--- Data Enclosed Below ---
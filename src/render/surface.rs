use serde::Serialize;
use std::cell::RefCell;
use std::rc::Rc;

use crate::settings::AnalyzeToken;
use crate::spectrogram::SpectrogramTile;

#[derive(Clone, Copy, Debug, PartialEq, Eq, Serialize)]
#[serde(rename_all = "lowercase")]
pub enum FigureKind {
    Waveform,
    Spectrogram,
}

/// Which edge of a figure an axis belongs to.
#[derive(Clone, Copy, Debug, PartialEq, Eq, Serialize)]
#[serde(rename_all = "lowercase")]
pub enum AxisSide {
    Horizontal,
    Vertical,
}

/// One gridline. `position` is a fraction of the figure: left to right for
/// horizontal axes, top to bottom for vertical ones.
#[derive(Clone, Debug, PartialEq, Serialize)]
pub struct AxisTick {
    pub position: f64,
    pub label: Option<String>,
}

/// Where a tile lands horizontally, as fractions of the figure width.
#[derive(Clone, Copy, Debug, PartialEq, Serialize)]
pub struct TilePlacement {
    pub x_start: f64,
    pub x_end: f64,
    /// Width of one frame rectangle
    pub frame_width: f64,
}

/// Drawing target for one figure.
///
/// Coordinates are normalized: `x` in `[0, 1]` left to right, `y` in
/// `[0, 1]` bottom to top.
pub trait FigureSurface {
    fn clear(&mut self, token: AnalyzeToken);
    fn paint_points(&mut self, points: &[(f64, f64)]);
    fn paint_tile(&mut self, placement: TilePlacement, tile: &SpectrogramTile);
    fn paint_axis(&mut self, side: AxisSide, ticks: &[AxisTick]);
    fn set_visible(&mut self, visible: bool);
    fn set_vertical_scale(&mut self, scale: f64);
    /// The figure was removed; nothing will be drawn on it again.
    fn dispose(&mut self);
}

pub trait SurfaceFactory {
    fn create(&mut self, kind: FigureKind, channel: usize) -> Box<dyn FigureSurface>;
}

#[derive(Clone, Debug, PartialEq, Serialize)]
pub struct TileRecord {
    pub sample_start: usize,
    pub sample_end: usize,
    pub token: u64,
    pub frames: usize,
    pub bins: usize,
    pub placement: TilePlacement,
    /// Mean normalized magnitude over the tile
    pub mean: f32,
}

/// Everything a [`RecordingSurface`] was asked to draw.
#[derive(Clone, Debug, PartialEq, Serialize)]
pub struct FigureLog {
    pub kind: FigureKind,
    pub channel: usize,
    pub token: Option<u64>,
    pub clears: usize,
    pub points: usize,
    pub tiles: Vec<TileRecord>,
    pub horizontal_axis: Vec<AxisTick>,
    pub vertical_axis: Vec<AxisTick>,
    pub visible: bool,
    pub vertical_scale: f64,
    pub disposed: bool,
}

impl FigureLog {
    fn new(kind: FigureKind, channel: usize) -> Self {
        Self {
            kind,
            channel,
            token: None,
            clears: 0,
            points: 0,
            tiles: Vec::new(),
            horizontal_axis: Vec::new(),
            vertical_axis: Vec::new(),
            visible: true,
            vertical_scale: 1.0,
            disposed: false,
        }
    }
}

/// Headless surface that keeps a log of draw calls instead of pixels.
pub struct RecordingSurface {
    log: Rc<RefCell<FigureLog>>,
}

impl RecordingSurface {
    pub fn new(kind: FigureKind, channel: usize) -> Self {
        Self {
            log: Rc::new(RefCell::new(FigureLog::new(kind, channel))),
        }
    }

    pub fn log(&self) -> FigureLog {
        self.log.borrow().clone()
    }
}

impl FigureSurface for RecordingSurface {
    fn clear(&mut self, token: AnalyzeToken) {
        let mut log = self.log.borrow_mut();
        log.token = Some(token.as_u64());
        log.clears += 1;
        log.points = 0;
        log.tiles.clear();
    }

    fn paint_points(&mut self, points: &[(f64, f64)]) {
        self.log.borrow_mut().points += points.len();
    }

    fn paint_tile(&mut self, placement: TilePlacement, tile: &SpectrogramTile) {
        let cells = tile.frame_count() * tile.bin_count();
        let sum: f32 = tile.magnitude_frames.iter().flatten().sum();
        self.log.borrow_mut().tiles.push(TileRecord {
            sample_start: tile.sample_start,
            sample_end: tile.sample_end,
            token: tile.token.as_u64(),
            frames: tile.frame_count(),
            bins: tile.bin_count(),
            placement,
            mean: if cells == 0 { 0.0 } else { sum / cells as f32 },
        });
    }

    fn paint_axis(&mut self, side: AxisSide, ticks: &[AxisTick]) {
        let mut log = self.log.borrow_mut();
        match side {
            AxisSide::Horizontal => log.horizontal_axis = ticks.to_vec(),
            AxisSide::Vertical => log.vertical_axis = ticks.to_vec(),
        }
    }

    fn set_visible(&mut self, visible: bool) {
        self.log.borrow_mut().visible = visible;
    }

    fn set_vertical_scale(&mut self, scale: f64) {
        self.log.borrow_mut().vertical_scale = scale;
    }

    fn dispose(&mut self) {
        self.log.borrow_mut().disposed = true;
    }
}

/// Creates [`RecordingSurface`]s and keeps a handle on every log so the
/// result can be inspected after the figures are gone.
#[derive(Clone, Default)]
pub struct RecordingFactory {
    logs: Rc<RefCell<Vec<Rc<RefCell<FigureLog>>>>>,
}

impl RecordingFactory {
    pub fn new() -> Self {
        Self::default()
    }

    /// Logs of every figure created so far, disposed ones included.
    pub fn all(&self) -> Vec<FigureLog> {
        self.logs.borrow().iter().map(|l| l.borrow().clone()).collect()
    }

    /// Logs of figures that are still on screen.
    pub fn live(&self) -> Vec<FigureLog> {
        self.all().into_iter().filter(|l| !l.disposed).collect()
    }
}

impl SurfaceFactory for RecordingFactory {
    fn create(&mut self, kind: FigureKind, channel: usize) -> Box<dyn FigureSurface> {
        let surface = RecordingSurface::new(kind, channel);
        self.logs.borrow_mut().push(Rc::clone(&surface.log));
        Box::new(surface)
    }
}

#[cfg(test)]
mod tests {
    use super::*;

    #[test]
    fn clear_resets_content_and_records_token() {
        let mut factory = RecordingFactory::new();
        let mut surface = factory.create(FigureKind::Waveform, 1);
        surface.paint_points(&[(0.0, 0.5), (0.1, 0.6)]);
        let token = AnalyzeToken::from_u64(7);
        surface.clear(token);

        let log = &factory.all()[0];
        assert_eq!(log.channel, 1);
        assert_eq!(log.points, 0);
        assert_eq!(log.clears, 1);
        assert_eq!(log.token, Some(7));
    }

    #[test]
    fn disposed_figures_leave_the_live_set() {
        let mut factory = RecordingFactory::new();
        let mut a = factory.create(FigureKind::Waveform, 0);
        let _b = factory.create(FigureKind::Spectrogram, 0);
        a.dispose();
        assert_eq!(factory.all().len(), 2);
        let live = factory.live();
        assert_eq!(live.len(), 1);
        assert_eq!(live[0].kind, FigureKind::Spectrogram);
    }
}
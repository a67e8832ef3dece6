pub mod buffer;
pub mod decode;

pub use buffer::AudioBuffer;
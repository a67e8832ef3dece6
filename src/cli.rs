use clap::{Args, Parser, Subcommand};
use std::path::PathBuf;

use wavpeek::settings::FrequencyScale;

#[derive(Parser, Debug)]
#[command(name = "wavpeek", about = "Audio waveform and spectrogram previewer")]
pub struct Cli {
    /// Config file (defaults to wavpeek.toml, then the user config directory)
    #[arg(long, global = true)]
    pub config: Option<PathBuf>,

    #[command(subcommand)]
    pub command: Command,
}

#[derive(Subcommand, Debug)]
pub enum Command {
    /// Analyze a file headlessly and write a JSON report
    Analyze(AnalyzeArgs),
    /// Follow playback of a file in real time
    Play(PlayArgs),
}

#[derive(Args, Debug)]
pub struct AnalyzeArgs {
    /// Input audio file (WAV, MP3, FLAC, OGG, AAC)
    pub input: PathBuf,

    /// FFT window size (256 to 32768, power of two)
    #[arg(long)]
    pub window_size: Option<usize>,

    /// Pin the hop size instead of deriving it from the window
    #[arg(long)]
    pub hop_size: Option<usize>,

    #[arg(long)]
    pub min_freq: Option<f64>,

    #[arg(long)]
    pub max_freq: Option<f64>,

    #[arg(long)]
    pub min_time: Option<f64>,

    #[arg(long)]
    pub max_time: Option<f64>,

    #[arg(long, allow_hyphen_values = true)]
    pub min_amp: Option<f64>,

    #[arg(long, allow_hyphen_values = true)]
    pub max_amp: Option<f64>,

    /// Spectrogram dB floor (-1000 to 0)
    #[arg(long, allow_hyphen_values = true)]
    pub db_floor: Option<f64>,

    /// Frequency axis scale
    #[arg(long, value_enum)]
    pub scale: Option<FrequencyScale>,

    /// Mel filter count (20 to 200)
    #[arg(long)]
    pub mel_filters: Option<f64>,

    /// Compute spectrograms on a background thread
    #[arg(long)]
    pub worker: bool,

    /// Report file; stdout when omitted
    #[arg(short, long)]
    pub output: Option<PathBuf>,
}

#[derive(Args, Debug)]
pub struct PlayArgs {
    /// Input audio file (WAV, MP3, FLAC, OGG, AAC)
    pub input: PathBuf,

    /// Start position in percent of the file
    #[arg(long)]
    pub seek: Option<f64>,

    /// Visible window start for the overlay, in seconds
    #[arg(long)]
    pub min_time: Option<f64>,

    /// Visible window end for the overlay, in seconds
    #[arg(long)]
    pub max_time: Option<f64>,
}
--- End of Enclosed Data ---
--- Data Enclosed Below ---
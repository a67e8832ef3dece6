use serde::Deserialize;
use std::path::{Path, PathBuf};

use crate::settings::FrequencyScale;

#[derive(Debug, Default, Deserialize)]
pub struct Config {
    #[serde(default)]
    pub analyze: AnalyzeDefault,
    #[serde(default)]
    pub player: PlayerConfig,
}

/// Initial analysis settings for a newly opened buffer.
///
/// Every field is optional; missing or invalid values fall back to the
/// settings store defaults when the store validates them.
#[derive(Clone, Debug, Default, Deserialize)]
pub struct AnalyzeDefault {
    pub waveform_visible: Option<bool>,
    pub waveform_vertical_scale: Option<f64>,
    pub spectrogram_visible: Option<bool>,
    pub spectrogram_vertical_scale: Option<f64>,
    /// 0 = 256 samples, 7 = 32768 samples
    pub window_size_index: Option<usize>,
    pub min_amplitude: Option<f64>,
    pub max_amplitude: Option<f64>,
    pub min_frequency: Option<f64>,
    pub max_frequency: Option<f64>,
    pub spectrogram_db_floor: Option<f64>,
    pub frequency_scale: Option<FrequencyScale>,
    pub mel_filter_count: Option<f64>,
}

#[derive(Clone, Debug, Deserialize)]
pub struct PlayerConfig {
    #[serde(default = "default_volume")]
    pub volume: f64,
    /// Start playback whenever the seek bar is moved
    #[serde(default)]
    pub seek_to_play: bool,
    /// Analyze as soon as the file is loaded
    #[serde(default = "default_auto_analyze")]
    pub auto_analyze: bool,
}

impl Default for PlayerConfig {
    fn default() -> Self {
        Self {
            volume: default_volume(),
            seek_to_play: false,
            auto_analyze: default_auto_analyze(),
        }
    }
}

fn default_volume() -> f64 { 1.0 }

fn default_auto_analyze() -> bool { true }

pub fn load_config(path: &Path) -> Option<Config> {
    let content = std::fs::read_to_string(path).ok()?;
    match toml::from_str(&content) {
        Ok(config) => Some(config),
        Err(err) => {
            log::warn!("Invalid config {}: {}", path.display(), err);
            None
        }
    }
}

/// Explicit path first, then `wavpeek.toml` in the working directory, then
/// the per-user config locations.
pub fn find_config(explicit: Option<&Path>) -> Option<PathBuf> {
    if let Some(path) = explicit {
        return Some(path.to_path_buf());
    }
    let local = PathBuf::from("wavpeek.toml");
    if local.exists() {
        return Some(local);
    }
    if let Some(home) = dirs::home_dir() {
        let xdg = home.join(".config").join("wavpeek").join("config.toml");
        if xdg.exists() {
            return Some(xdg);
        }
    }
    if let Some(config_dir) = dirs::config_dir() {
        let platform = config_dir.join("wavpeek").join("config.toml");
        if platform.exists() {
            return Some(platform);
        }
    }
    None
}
--- End of Enclosed Data ---
**Brief:**
Please output exactly the lines between the one holding "self.logs.borrow().iter().map(|l| l.borrow().clone()).collect()" and the one holding "impl SurfaceFactory for" in the records above, inclusive, and nothing more.

**Answer for this exercise:**
        self.logs.borrow().iter().map(|l| l.borrow().clone()).collect()
    }

    /// Logs of figures that are still on screen.
    pub fn live(&self) -> Vec<FigureLog> {
        self.all().into_iter().filter(|l| !l.disposed).collect()
    }
}

impl SurfaceFactory for RecordingFactory {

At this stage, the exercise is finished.